A circle $$C$$ passes through $$(1, 1)$$ and cuts the following two circles orthogonally:

\begin{align}&{S_1}:{x^2} + {y^2} - 8x - 2y + 16 = 0\\&{S_2}:{x^2} + {y^2} - 4x - 4y - 1 = 0\end{align}Find the equation of $$C$$.

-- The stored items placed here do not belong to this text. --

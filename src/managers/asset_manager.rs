//! Asset Manager for navdesk.
//!
//! Owns the `uploads/<dir>/<file>` tree that backs local icon references.
//! Housekeeping here is best-effort: the JSON record is the source of truth,
//! and every filesystem failure is logged and degrades to "keep the old value"
//! or "do nothing" instead of failing the enclosing mutation.

use std::collections::BTreeSet;
use std::fs;
use std::io::ErrorKind;
use std::path::{Path, PathBuf};

use serde::{Deserialize, Serialize};
use tracing::{debug, info, warn};

use super::generate_id;
use crate::config::NavdeskConfig;
use crate::types::bookmark::{Bookmark, DEFAULT_ICON};
use crate::types::category::{Category, ALL_CATEGORY_ID, COMMON_UPLOAD_DIR};
use crate::types::errors::{AssetError, EntityKind, NavError, StorageError, ValidationReason};

/// Prefix shared by every local asset reference.
pub const UPLOADS_PREFIX: &str = "/uploads/";

/// Subdirectory holding the site favicon.
pub const FAVICON_DIR: &str = "favicon";
const FAVICON_FILE: &str = "favicon.ico";

/// Image extensions accepted for uploads (compared case-insensitively).
pub const ALLOWED_ICON_EXTENSIONS: [&str; 7] = ["jpeg", "jpg", "png", "gif", "svg", "ico", "webp"];

/// Result of a successful upload.
#[derive(Debug, Clone, PartialEq, Serialize, Deserialize)]
pub struct UploadedIcon {
    pub url: String,
    pub filename: String,
    #[serde(rename = "originalname")]
    pub original_name: String,
    pub size: u64,
}

/// Returns true when `icon_ref` points into the managed uploads tree.
pub fn is_local_ref(icon_ref: &str) -> bool {
    icon_ref.starts_with(UPLOADS_PREFIX)
}

/// True for a non-empty single path component that cannot escape its parent.
pub fn is_safe_segment(segment: &str) -> bool {
    !segment.is_empty()
        && segment != "."
        && segment != ".."
        && !segment.contains('/')
        && !segment.contains('\\')
}

/// Splits `/uploads/<dir>/<file>` into `(dir, file)`.
fn parse_local_ref(icon_ref: &str) -> Result<(&str, &str), AssetError> {
    let rest = icon_ref
        .strip_prefix(UPLOADS_PREFIX)
        .ok_or_else(|| AssetError::MalformedReference(icon_ref.to_string()))?;
    match rest.split_once('/') {
        Some((dir, file)) if is_safe_segment(dir) && is_safe_segment(file) => Ok((dir, file)),
        _ => Err(AssetError::MalformedReference(icon_ref.to_string())),
    }
}

fn local_ref(dir: &str, file: &str) -> String {
    format!("{}{}/{}", UPLOADS_PREFIX, dir, file)
}

/// Manages icon files under `<data_root>/uploads`.
#[derive(Debug, Clone)]
pub struct AssetManager {
    uploads_root: PathBuf,
    max_upload_bytes: u64,
}

impl AssetManager {
    pub fn new(config: &NavdeskConfig) -> Self {
        Self {
            uploads_root: config.uploads_root(),
            max_upload_bytes: config.max_upload_bytes,
        }
    }

    pub fn uploads_root(&self) -> &Path {
        &self.uploads_root
    }

    /// Physical path of a local reference, or `None` for anything else.
    pub fn local_path(&self, icon_ref: &str) -> Option<PathBuf> {
        parse_local_ref(icon_ref)
            .ok()
            .map(|(dir, file)| self.uploads_root.join(dir).join(file))
    }

    /// The upload directory of `category_id`, or `"common"` for an unknown id
    /// or the `"all"` sentinel.
    pub fn resolve_upload_dir(&self, category_id: &str, categories: &[Category]) -> String {
        if category_id == ALL_CATEGORY_ID {
            return COMMON_UPLOAD_DIR.to_string();
        }
        categories
            .iter()
            .find(|c| c.id == category_id)
            .map(|c| c.upload_dir.clone())
            .unwrap_or_else(|| COMMON_UPLOAD_DIR.to_string())
    }

    /// Relocates a local icon into the new category's upload directory and
    /// returns the rewritten reference.
    ///
    /// Non-local or malformed references come back unchanged. When the source
    /// file is already gone, the rewritten reference is returned without
    /// touching the filesystem. A failed move keeps the old reference.
    pub fn move_icon(
        &self,
        old_ref: &str,
        old_category_id: &str,
        new_category_id: &str,
        categories: &[Category],
    ) -> String {
        if !is_local_ref(old_ref) {
            return old_ref.to_string();
        }
        let (old_dir, file) = match parse_local_ref(old_ref) {
            Ok(parts) => parts,
            Err(e) => {
                warn!(error = %e, "icon not moved");
                return old_ref.to_string();
            }
        };

        let new_dir = self.resolve_upload_dir(new_category_id, categories);
        let new_ref = local_ref(&new_dir, file);
        let source = self.uploads_root.join(old_dir).join(file);

        if !source.exists() {
            warn!(
                path = %source.display(),
                from = old_category_id,
                to = new_category_id,
                "icon file missing, rewriting reference only"
            );
            return new_ref;
        }

        let dest_dir = self.uploads_root.join(&new_dir);
        let dest = dest_dir.join(file);
        match Self::relocate(&source, &dest_dir, &dest) {
            Ok(()) => {
                info!(from = %source.display(), to = %dest.display(), "icon moved");
                new_ref
            }
            Err(e) => {
                warn!(error = %e, "icon move failed, keeping old reference");
                old_ref.to_string()
            }
        }
    }

    fn relocate(from: &Path, dest_dir: &Path, dest: &Path) -> Result<(), AssetError> {
        fs::create_dir_all(dest_dir).map_err(|source| AssetError::Io {
            path: dest_dir.to_path_buf(),
            source,
        })?;
        fs::rename(from, dest).map_err(|source| AssetError::Io {
            path: from.to_path_buf(),
            source,
        })
    }

    /// Removes the file behind a local reference. No-op for empty or external
    /// references; a missing file is ignored.
    pub fn delete_icon_if_local(&self, icon_ref: &str) {
        if icon_ref.is_empty() || !is_local_ref(icon_ref) {
            return;
        }
        let path = match self.local_path(icon_ref) {
            Some(path) => path,
            None => {
                warn!(icon = icon_ref, "malformed icon reference, nothing deleted");
                return;
            }
        };
        match fs::remove_file(&path) {
            Ok(()) => info!(path = %path.display(), "icon file deleted"),
            Err(e) if e.kind() == ErrorKind::NotFound => {
                debug!(path = %path.display(), "icon file already absent")
            }
            Err(e) => warn!(path = %path.display(), error = %e, "icon delete failed"),
        }
    }

    /// Creates `uploads/<dir>` if needed. Failures are logged only.
    pub fn ensure_upload_dir(&self, dir: &str) {
        if !is_safe_segment(dir) {
            warn!(dir, "refusing to create unsafe upload directory");
            return;
        }
        let path = self.uploads_root.join(dir);
        if let Err(e) = fs::create_dir_all(&path) {
            warn!(path = %path.display(), error = %e, "upload directory not created");
        }
    }

    /// Recursively removes `uploads/<dir>`. Failures are logged only.
    pub fn remove_upload_dir(&self, dir: &str) {
        if !is_safe_segment(dir) {
            warn!(dir, "refusing to remove unsafe upload directory");
            return;
        }
        let path = self.uploads_root.join(dir);
        match fs::remove_dir_all(&path) {
            Ok(()) => info!(path = %path.display(), "upload directory removed"),
            Err(e) if e.kind() == ErrorKind::NotFound => {}
            Err(e) => warn!(path = %path.display(), error = %e, "upload directory removal failed"),
        }
    }

    /// Checks the extension allow-list and size cap, returning the original
    /// extension (case preserved) with its leading dot.
    fn validate_upload(&self, original_name: &str, size: u64) -> Result<String, NavError> {
        let ext = Path::new(original_name)
            .extension()
            .and_then(|e| e.to_str())
            .unwrap_or_default();
        if !ALLOWED_ICON_EXTENSIONS.contains(&ext.to_lowercase().as_str()) {
            return Err(ValidationReason::UnsupportedFileType(original_name.to_string()).into());
        }
        if size > self.max_upload_bytes {
            return Err(ValidationReason::FileTooLarge {
                size,
                limit: self.max_upload_bytes,
            }
            .into());
        }
        Ok(format!(".{}", ext))
    }

    fn write_asset(dir: &Path, path: &Path, bytes: &[u8]) -> Result<(), NavError> {
        fs::create_dir_all(dir).map_err(|source| StorageError::Write {
            path: dir.to_path_buf(),
            source,
        })?;
        if let Err(source) = fs::write(path, bytes) {
            let _ = fs::remove_file(path);
            return Err(StorageError::Write {
                path: path.to_path_buf(),
                source,
            }
            .into());
        }
        Ok(())
    }

    /// Stores an uploaded icon in the category's upload directory.
    ///
    /// `old_icon`, when local, is deleted first: a later same-category
    /// bookmark update relies on this.
    pub fn store_icon(
        &self,
        category_id: &str,
        original_name: &str,
        bytes: &[u8],
        old_icon: Option<&str>,
        categories: &[Category],
    ) -> Result<UploadedIcon, NavError> {
        let size = bytes.len() as u64;
        let ext = self.validate_upload(original_name, size)?;

        if let Some(old) = old_icon {
            self.delete_icon_if_local(old);
        }

        let dir = self.resolve_upload_dir(category_id, categories);
        let filename = format!("{}{}", generate_id("icon"), ext);
        let dir_path = self.uploads_root.join(&dir);
        Self::write_asset(&dir_path, &dir_path.join(&filename), bytes)?;

        let url = local_ref(&dir, &filename);
        info!(original = original_name, url = %url, size_kb = size / 1024, "icon uploaded");
        Ok(UploadedIcon {
            url,
            filename,
            original_name: original_name.to_string(),
            size,
        })
    }

    /// Replaces the site favicon, served as `/favicon.ico`.
    pub fn store_favicon(&self, original_name: &str, bytes: &[u8]) -> Result<UploadedIcon, NavError> {
        let size = bytes.len() as u64;
        self.validate_upload(original_name, size)?;

        let dir_path = self.uploads_root.join(FAVICON_DIR);
        Self::write_asset(&dir_path, &dir_path.join(FAVICON_FILE), bytes)?;

        info!(original = original_name, size_kb = size / 1024, "favicon updated");
        Ok(UploadedIcon {
            url: DEFAULT_ICON.to_string(),
            filename: FAVICON_FILE.to_string(),
            original_name: original_name.to_string(),
            size,
        })
    }

    fn asset_path(&self, icon_ref: &str) -> Option<PathBuf> {
        if icon_ref == DEFAULT_ICON {
            return Some(self.uploads_root.join(FAVICON_DIR).join(FAVICON_FILE));
        }
        self.local_path(icon_ref)
    }

    /// Reads the bytes behind a local reference or `/favicon.ico`.
    ///
    /// A dangling or external reference is `NotFound`, not a storage error.
    pub fn read_asset(&self, icon_ref: &str) -> Result<Vec<u8>, NavError> {
        let path = self
            .asset_path(icon_ref)
            .ok_or_else(|| NavError::not_found(EntityKind::Asset, icon_ref))?;
        fs::read(&path).map_err(|e| {
            debug!(path = %path.display(), error = %e, "asset not readable");
            NavError::not_found(EntityKind::Asset, icon_ref)
        })
    }

    /// The reference a page should render: `/favicon.ico` for an empty
    /// reference or a local one whose file is gone.
    pub fn display_icon(&self, icon_ref: &str) -> String {
        if icon_ref.is_empty() {
            return DEFAULT_ICON.to_string();
        }
        if !is_local_ref(icon_ref) {
            return icon_ref.to_string();
        }
        match self.local_path(icon_ref) {
            Some(path) if path.is_file() => icon_ref.to_string(),
            _ => DEFAULT_ICON.to_string(),
        }
    }

    /// Files under `uploads/` (favicon excluded) that no bookmark references.
    ///
    /// Read-only; callers decide whether to delete what it reports.
    pub fn find_orphans(&self, bookmarks: &[Bookmark]) -> Vec<String> {
        let referenced: BTreeSet<&str> = bookmarks
            .iter()
            .map(|b| b.icon.as_str())
            .filter(|icon| is_local_ref(icon))
            .collect();

        let dirs = match fs::read_dir(&self.uploads_root) {
            Ok(entries) => entries,
            Err(e) => {
                warn!(path = %self.uploads_root.display(), error = %e, "uploads root not readable");
                return Vec::new();
            }
        };

        let mut orphans = Vec::new();
        for dir in dirs.flatten() {
            let dir_name = dir.file_name().to_string_lossy().to_string();
            if dir_name == FAVICON_DIR || !dir.path().is_dir() {
                continue;
            }
            let files = match fs::read_dir(dir.path()) {
                Ok(files) => files,
                Err(e) => {
                    warn!(dir = %dir_name, error = %e, "upload directory not readable");
                    continue;
                }
            };
            for file in files.flatten() {
                if !file.path().is_file() {
                    continue;
                }
                let reference = local_ref(&dir_name, &file.file_name().to_string_lossy());
                if !referenced.contains(reference.as_str()) {
                    orphans.push(reference);
                }
            }
        }
        orphans.sort();
        orphans
    }
}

Solution: We assume the equation of $$C$$ to be

$S:{x^2} + {y^2} + 2gx + 2fy + c = 0$

Applying the condition of orthogonality of $$S$$ with $${S_1}$$ and $${S_2},$$ we obtain:

\begin{align}{\rm\bf{with}}\;{S_1}: \qquad \qquad &2( - 4g - f) = c + 16\\\Rightarrow \qquad &8g + 2f + c = -16 \qquad \dots(1)\\{\rm\bf{with}}\;{S_2}:\qquad \qquad &2( - 2g - 2f) = c - 1\\\Rightarrow \qquad &4g + 4f + c = 1\qquad \quad \; \dots( 2)\end{align}

The third condition can be obtained using the fact that $$C$$ passes through $$(1, 1)$$:

\begin{align}\,\,\,\,\,\,\,\,\,\,\,\,\,\,\,\,\,{1^2} + {1^2} + 2g(1) + 2f(1) + c = 0\\\Rightarrow \qquad 2g + 2f + c = - 2\qquad\qquad\qquad...(3)\end{align}

Solving (1), (2) and (3), we obtain

$g = - \frac{7}{3},\,\,\,f = \frac{{23}}{6},\,\,\,c = - 5$

Thus, the equation of the circle $$C$$ is

$S:3{x^2} + 3{y^2} - 14x + 23y - 15 = 0$

Example - 33

Prove that the locus of the centres of the circles cutting two given circles orthogonally is their radical axis.

Solution: This assertion means that any circle cutting two given circles orthogonally will have its centre lying on the radical axis of the two given circles.

Assume the two fixed given circles to have the following equations:

\begin{align}{S_1}:{x^2} + {y^2} + 2{g_1}x + 2{f_1}y + {c_1} = 0\\{S_2}:{x^2} + {y^2} + 2{g_2}x + 2{f_2}y + {c_2} = 0\end{align}

Let the variable circle be $$S:{x^2} + {y^2} + 2gx + 2fy + c = 0$$ so that its centre is $$( - g, - f)$$ whose locus we wish to determine.

Applying the condition for orthogonality, we obtain

$2(g{g_1} + f{f_1}) = c + {c_1}\,\,\,\,\,\,\,\,\,\,\,\,\,\,\,...(1)$

$2(g{g_2} + f{f_2}) = c + {c_2}\,\,\,\,\,\,\,\,\,\,\,\,\,\,\,\,\,\,\,...( 2)$

By (1) – (2), we obtain

$2g({g_1} - {g_2}) + 2f({f_1} - {f_2}) = {c_1} - {c_2}$

Using $$(x,y)$$ instead of $$( - g, - f),$$ we obtain the locus as $$2x({g_1} - {g_2}) + 2y({f_1} - {f_2}) + ({c_1} - {c_2}) = 0$$ which is the same as the equation of the radical axis, $${S_1} - {S_2} = 0.$$ i.e.

We can also prove this assertion of this question in a very straightforward manner using a pure geometric approach. Let $$C$$ be a circle intersecting the two given circles $${C_1}$$ and $${C_2}$$ orthogonally as show in the figure below: $$OA \bot {O_1}A$$ and $$OB \bot {O_2}B$$ implies that $$OA$$ and $$OB$$ are simply the tangents drawn from $$O$$ to $$\,{C_1}$$ and $${C_2}$$ . Since $$OA$$ and $$OB$$ are the radii of the same circle $$C$$, we have $$OA = OB.$$

Thus, $$O$$ is a point such that tangents drawn from it to the two circles $${C_1}$$ and are equal in length, which implies that $$O$$ lies on the radical axis of $${C_1}$$ and $${C_2}$$.

From this property, a straightforward corollary follows. For three fixed circles, a circle with centre at the radical centre and radius equal to the length of the tangent from it to any of the circles will intersect all the three circles orthogonally. As an exercise, find the equation to the circle $$C$$ cutting the following three circles orthogonally:

$\begin{gathered} {C_1}:{x^2} + {y^2} - 2x + 3y - 7 = 0 \hfill \\ {C_2}:{x^2} + {y^2} + 5x - 5y + 9 = 0 \hfill \\ {C_3}:{x^2} + {y^2} + 7x - 9y + 29 = 0 \hfill \\\end{gathered}$